◆ TASK DIRECTIONS
Go through the data below and retype all of it exactly.

[Stored items]
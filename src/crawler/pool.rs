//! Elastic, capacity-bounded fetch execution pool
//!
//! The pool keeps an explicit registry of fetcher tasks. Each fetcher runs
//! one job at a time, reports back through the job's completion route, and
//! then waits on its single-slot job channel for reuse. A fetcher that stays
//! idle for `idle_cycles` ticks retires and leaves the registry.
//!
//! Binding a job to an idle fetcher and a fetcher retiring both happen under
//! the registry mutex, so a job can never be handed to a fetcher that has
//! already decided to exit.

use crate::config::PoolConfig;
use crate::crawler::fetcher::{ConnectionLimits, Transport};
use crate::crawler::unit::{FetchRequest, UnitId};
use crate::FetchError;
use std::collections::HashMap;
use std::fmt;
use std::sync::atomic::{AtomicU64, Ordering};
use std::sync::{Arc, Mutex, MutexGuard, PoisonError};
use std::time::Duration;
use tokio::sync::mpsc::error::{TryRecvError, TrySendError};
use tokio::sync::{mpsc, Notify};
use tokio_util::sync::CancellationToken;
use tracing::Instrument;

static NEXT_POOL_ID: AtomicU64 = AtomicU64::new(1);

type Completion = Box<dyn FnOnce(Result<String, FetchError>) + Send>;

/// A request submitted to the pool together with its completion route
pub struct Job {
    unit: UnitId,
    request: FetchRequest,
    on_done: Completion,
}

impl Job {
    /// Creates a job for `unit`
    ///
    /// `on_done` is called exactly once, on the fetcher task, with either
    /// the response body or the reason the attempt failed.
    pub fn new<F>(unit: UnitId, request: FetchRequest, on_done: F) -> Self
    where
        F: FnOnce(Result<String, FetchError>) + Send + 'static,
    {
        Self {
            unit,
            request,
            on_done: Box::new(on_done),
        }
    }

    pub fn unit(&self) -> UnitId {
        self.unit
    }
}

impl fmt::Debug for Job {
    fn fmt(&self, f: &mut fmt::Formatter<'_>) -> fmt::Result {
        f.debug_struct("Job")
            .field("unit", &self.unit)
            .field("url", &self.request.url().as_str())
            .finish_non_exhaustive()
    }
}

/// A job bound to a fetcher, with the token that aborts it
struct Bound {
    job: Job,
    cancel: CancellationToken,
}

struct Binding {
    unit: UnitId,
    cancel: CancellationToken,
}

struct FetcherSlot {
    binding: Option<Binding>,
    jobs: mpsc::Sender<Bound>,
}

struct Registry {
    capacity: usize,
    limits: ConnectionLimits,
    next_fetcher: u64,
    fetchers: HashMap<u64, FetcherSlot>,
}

◆ TASK RESULT
filename src/crawler/pool.rs
//! Elastic, capacity-bounded fetch execution pool
//!
//! The pool keeps an explicit registry of fetcher tasks. Each fetcher runs
//! one job at a time, reports back through the job's completion route, and
//! then waits on its single-slot job channel for reuse. A fetcher that stays
//! idle for `idle_cycles` ticks retires and leaves the registry.
//!
//! Binding a job to an idle fetcher and a fetcher retiring both happen under
//! the registry mutex, so a job can never be handed to a fetcher that has
//! already decided to exit.

use crate::config::PoolConfig;
use crate::crawler::fetcher::{ConnectionLimits, Transport};
use crate::crawler::unit::{FetchRequest, UnitId};
use crate::FetchError;
use std::collections::HashMap;
use std::fmt;
use std::sync::atomic::{AtomicU64, Ordering};
use std::sync::{Arc, Mutex, MutexGuard, PoisonError};
use std::time::Duration;
use tokio::sync::mpsc::error::{TryRecvError, TrySendError};
use tokio::sync::{mpsc, Notify};
use tokio_util::sync::CancellationToken;
use tracing::Instrument;

static NEXT_POOL_ID: AtomicU64 = AtomicU64::new(1);

type Completion = Box<dyn FnOnce(Result<String, FetchError>) + Send>;

/// A request submitted to the pool together with its completion route
pub struct Job {
    unit: UnitId,
    request: FetchRequest,
    on_done: Completion,
}

impl Job {
    /// Creates a job for `unit`
    ///
    /// `on_done` is called exactly once, on the fetcher task, with either
    /// the response body or the reason the attempt failed.
    pub fn new<F>(unit: UnitId, request: FetchRequest, on_done: F) -> Self
    where
        F: FnOnce(Result<String, FetchError>) + Send + 'static,
    {
        Self {
            unit,
            request,
            on_done: Box::new(on_done),
        }
    }

    pub fn unit(&self) -> UnitId {
        self.unit
    }
}

impl fmt::Debug for Job {
    fn fmt(&self, f: &mut fmt::Formatter<'_>) -> fmt::Result {
        f.debug_struct("Job")
            .field("unit", &self.unit)
            .field("url", &self.request.url().as_str())
            .finish_non_exhaustive()
    }
}

/// A job bound to a fetcher, with the token that aborts it
struct Bound {
    job: Job,
    cancel: CancellationToken,
}

struct Binding {
    unit: UnitId,
    cancel: CancellationToken,
}

struct FetcherSlot {
    binding: Option<Binding>,
    jobs: mpsc::Sender<Bound>,
}

struct Registry {
    capacity: usize,
    limits: ConnectionLimits,
    next_fetcher: u64,
    fetchers: HashMap<u64, FetcherSlot>,
}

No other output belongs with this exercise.